Top of Source material

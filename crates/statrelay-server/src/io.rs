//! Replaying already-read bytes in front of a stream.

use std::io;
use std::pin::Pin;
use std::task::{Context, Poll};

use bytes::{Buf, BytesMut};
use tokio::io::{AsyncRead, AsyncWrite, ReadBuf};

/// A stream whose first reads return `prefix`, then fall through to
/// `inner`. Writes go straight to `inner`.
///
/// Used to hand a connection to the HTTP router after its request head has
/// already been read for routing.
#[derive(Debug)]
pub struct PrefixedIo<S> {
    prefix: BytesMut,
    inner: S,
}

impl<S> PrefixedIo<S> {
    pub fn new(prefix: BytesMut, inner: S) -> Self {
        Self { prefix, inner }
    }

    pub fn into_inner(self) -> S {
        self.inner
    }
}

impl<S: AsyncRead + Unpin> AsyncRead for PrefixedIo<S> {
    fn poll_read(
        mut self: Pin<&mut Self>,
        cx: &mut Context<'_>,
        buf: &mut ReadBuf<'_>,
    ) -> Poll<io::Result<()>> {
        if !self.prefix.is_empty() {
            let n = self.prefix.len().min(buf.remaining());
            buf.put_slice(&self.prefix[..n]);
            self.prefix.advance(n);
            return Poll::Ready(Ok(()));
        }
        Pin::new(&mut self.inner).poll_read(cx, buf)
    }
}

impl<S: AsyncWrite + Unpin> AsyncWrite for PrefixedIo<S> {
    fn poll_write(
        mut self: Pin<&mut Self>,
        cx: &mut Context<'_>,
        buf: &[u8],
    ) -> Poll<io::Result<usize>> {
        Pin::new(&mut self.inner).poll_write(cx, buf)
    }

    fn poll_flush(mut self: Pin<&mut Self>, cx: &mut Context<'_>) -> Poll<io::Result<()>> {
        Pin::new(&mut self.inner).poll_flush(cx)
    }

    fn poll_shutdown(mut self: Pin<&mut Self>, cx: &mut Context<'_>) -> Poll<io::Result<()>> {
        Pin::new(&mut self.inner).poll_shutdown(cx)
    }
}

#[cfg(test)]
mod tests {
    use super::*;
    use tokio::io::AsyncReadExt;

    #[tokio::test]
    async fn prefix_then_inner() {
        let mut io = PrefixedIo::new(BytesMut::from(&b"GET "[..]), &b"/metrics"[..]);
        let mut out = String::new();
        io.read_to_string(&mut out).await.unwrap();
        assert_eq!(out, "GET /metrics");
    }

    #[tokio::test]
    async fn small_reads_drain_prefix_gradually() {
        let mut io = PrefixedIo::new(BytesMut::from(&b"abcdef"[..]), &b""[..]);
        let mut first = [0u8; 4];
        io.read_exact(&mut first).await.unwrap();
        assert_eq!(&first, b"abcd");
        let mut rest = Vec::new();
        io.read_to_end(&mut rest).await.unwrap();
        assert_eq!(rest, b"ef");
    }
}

Bottom of Source material
Top of Source material

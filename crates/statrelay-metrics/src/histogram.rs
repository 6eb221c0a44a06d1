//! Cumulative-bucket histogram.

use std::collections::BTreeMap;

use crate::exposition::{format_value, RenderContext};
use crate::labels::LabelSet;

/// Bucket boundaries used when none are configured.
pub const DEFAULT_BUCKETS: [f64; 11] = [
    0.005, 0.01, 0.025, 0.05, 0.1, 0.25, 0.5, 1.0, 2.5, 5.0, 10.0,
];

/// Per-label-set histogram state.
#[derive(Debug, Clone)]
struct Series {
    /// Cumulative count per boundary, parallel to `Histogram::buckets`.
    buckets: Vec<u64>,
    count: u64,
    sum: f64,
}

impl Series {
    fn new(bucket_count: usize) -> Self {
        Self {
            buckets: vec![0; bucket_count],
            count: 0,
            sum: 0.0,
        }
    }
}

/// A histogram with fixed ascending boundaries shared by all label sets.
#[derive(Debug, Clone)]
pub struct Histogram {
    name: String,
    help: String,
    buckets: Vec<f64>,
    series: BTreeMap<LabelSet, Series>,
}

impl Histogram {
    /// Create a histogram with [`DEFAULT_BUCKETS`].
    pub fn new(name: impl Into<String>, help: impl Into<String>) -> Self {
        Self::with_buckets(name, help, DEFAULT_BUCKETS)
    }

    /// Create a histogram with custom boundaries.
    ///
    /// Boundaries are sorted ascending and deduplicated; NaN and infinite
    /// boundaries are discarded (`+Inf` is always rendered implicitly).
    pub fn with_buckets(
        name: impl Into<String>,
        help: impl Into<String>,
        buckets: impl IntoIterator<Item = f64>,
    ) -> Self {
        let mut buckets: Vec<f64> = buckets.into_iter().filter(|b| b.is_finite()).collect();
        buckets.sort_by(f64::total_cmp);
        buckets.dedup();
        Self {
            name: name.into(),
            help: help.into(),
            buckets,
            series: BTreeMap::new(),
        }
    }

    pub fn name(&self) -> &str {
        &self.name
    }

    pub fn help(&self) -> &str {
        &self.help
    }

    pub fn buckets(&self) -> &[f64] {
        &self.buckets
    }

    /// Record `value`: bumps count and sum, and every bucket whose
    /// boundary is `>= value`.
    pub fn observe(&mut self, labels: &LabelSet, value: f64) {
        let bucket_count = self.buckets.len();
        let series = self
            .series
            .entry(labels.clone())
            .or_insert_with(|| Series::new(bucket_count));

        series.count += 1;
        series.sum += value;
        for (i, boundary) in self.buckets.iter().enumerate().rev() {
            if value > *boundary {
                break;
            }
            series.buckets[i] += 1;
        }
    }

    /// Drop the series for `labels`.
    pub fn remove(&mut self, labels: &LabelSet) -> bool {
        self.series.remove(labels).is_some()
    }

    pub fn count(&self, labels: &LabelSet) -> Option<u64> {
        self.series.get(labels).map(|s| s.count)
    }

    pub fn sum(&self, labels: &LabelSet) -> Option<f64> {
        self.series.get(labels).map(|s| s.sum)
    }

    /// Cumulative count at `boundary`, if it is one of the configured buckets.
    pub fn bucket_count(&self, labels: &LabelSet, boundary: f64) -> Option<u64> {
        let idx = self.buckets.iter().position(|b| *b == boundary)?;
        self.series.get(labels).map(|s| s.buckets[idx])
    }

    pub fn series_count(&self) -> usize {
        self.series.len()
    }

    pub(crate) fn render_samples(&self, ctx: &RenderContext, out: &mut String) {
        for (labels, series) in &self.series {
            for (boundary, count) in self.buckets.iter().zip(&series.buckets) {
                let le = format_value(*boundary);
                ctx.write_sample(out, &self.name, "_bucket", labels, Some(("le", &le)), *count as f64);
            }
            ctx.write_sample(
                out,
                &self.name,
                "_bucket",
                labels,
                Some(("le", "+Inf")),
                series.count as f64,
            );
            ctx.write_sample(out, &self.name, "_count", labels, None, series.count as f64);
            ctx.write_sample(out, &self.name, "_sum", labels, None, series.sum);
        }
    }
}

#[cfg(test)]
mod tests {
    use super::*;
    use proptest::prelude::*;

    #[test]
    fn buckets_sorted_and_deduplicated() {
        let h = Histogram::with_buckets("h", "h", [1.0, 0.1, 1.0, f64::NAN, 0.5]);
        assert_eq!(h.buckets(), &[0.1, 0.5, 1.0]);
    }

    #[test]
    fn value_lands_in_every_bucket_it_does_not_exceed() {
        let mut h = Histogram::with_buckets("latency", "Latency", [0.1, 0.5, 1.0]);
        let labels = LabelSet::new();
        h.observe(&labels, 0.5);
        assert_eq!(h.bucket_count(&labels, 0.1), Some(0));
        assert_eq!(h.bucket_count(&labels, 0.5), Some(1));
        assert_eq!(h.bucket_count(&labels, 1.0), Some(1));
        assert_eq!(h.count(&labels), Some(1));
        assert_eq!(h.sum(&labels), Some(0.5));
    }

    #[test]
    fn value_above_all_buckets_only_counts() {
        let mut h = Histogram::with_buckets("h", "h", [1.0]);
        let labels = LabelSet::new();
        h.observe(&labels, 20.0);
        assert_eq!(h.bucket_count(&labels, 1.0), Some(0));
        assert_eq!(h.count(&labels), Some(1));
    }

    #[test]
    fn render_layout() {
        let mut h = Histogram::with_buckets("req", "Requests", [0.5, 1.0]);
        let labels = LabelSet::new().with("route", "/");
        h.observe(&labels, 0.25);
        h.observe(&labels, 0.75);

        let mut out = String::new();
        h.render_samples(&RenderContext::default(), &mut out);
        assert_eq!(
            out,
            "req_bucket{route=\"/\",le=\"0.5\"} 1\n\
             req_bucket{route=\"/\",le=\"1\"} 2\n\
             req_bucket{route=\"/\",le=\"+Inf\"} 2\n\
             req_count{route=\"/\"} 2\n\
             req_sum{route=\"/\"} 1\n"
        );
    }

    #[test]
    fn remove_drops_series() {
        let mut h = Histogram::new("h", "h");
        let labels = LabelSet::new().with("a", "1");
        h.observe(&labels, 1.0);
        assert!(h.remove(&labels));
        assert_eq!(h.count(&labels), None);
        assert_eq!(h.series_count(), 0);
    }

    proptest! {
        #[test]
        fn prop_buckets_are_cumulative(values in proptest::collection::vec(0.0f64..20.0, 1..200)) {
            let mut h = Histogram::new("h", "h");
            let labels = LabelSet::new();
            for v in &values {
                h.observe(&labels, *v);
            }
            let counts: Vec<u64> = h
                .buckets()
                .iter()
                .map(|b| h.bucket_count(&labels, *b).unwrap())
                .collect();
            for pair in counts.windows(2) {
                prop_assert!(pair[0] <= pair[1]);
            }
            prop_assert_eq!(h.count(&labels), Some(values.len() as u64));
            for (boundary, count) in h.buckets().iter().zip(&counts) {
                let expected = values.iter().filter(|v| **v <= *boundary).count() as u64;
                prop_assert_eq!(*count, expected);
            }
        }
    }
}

Bottom of Source material

◆ **Exercise description**:
Say how many lines of the data hold the string "struct", with no other words in your reply.

◆ **Reply to the task**:
3